Надежда. Что вы говорите.
Петровичка. Доктор Жанна Петрович.
Вам наверняка знаком тот тон, которым говорит госпожа Петрович, и который доводит Надежду до умоисступления? Она не скандалит, она не кричит, она даже не навязывает вам спор. Она просто спокойным голосом приводит некоторые факты, которые в этот момент совершенно не важны, но против которых Надежда ничего не может возразить. Потому что сама она не доктор. Она гримерша на телевидении. И хотя это совершенно приличная работа, которую она добросовестно выполняет, несмотря на то, что жить на эту честно заработанную зарплату можно лишь очень скромно, всего этого в данный момент явно недостаточно. Ей бы больше всего на свете хотелось иметь основания сейчас заявить: «А я доктор-примариус Надежда Илич, заведующая отделением и директор больницы, в которой работает ваша дочь. И я ее сейчас уволю!» Вот так, хладнокровно, спокойно. И посмотреть на выражение лица этой отвратительной дамы. И тут она думает, а почему бы так не сказать? И говорит:
Надежда. А я доктор-примариус Надежда Илич, заведующая отделением и директор больницы, в которой работает ваша дочь. И я ее сейчас уволю!

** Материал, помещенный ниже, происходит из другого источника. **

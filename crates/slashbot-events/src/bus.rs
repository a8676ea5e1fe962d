//! Event bus for broadcasting envelopes to subscribers.

use std::sync::Arc;
use tokio::sync::broadcast;
use tracing::{debug, trace, warn};

use slashbot_core::EventEnvelope;

use crate::subscriber::{Subscription, SubscriberRegistry};

/// Default channel capacity for the event bus.
pub const DEFAULT_CHANNEL_CAPACITY: usize = 1024;

/// Event bus for broadcasting envelopes to all subscribers.
///
/// Synchronous subscribers are notified inline from [`EventBus::publish`];
/// a slow subscriber delays the others on that publish call but nothing
/// else. Async receivers consume from a broadcast channel and may lag.
pub struct EventBus {
    sender: broadcast::Sender<Arc<EventEnvelope>>,
    registry: SubscriberRegistry,
    capacity: usize,
}

impl EventBus {
    /// Create a new event bus with default capacity.
    #[must_use]
    pub fn new() -> Self {
        Self::with_capacity(DEFAULT_CHANNEL_CAPACITY)
    }

    /// Create a new event bus with the specified capacity.
    #[must_use]
    pub fn with_capacity(capacity: usize) -> Self {
        let (sender, _) = broadcast::channel(capacity);
        Self {
            sender,
            registry: SubscriberRegistry::new(),
            capacity,
        }
    }

    /// Publish an envelope to all subscribers.
    ///
    /// Synchronous subscribers run first, in registration order. Returns
    /// the number of async receivers that received the envelope.
    pub fn publish(&self, envelope: EventEnvelope) -> usize {
        let envelope = Arc::new(envelope);

        trace!(event_type = %envelope.event_type, "Publishing event");

        self.registry.notify(&envelope);

        if let Ok(count) = self.sender.send(Arc::clone(&envelope)) {
            debug!(
                event_type = %envelope.event_type,
                receiver_count = count,
                "Event published"
            );
            count
        } else {
            // No receivers - this is fine
            trace!(event_type = %envelope.event_type, "No receivers for event");
            0
        }
    }

    /// Register a synchronous subscriber for `event_type` (`"*"` for all).
    ///
    /// The returned [`Subscription`] removes the subscriber when dropped.
    #[must_use]
    pub fn subscribe_sync(
        &self,
        event_type: impl Into<String>,
        callback: impl Fn(&EventEnvelope) + Send + Sync + 'static,
    ) -> Subscription {
        self.registry.add(event_type, Arc::new(callback))
    }

    /// Subscribe to events asynchronously.
    #[must_use]
    pub fn subscribe(&self) -> EventReceiver {
        EventReceiver {
            receiver: self.sender.subscribe(),
        }
    }

    /// Number of registered synchronous subscribers.
    #[must_use]
    pub fn sync_subscriber_count(&self) -> usize {
        self.registry.len()
    }

    /// Number of active async receivers.
    #[must_use]
    pub fn receiver_count(&self) -> usize {
        self.sender.receiver_count()
    }

    /// Channel capacity.
    #[must_use]
    pub fn capacity(&self) -> usize {
        self.capacity
    }
}

impl Default for EventBus {
    fn default() -> Self {
        Self::new()
    }
}

impl std::fmt::Debug for EventBus {
    fn fmt(&self, f: &mut std::fmt::Formatter<'_>) -> std::fmt::Result {
        f.debug_struct("EventBus")
            .field("capacity", &self.capacity)
            .field("receiver_count", &self.sender.receiver_count())
            .finish()
    }
}

/// Receiver for envelopes from the event bus.
pub struct EventReceiver {
    receiver: broadcast::Receiver<Arc<EventEnvelope>>,
}

impl EventReceiver {
    /// Receive the next envelope.
    ///
    /// Returns `None` when the channel is closed. Lagged receivers skip
    /// dropped envelopes and keep receiving.
    pub async fn recv(&mut self) -> Option<Arc<EventEnvelope>> {
        loop {
            match self.receiver.recv().await {
                Ok(envelope) => return Some(envelope),
                Err(broadcast::error::RecvError::Lagged(count)) => {
                    warn!(skipped = count, "Event receiver lagged, events dropped");
                },
                Err(broadcast::error::RecvError::Closed) => return None,
            }
        }
    }

    /// Try to receive the next envelope without blocking.
    pub fn try_recv(&mut self) -> Option<Arc<EventEnvelope>> {
        loop {
            match self.receiver.try_recv() {
                Ok(envelope) => return Some(envelope),
                Err(broadcast::error::TryRecvError::Lagged(count)) => {
                    warn!(skipped = count, "Event receiver lagged, events dropped");
                },
                Err(
                    broadcast::error::TryRecvError::Empty
                    | broadcast::error::TryRecvError::Closed,
                ) => return None,
            }
        }
    }
}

Выражения лица госпожи Петрович вообще не меняет. Она продолжает так же, с тем же, обусловленным изгибом бровей, недоумением пристально смотреть на Надежду, ликование которой длится не дольше мгновения. Петровичка без слов отступает в сторону от Надежды. Еще не хватало связываться с сумасшедшей. Она ничего не говорит, просто отходит на пару шагов и смотрит прямо перед собой. А Надежда вовсе не сумасшедшая, она поняла, какую сцену устроила. Ей неприятно.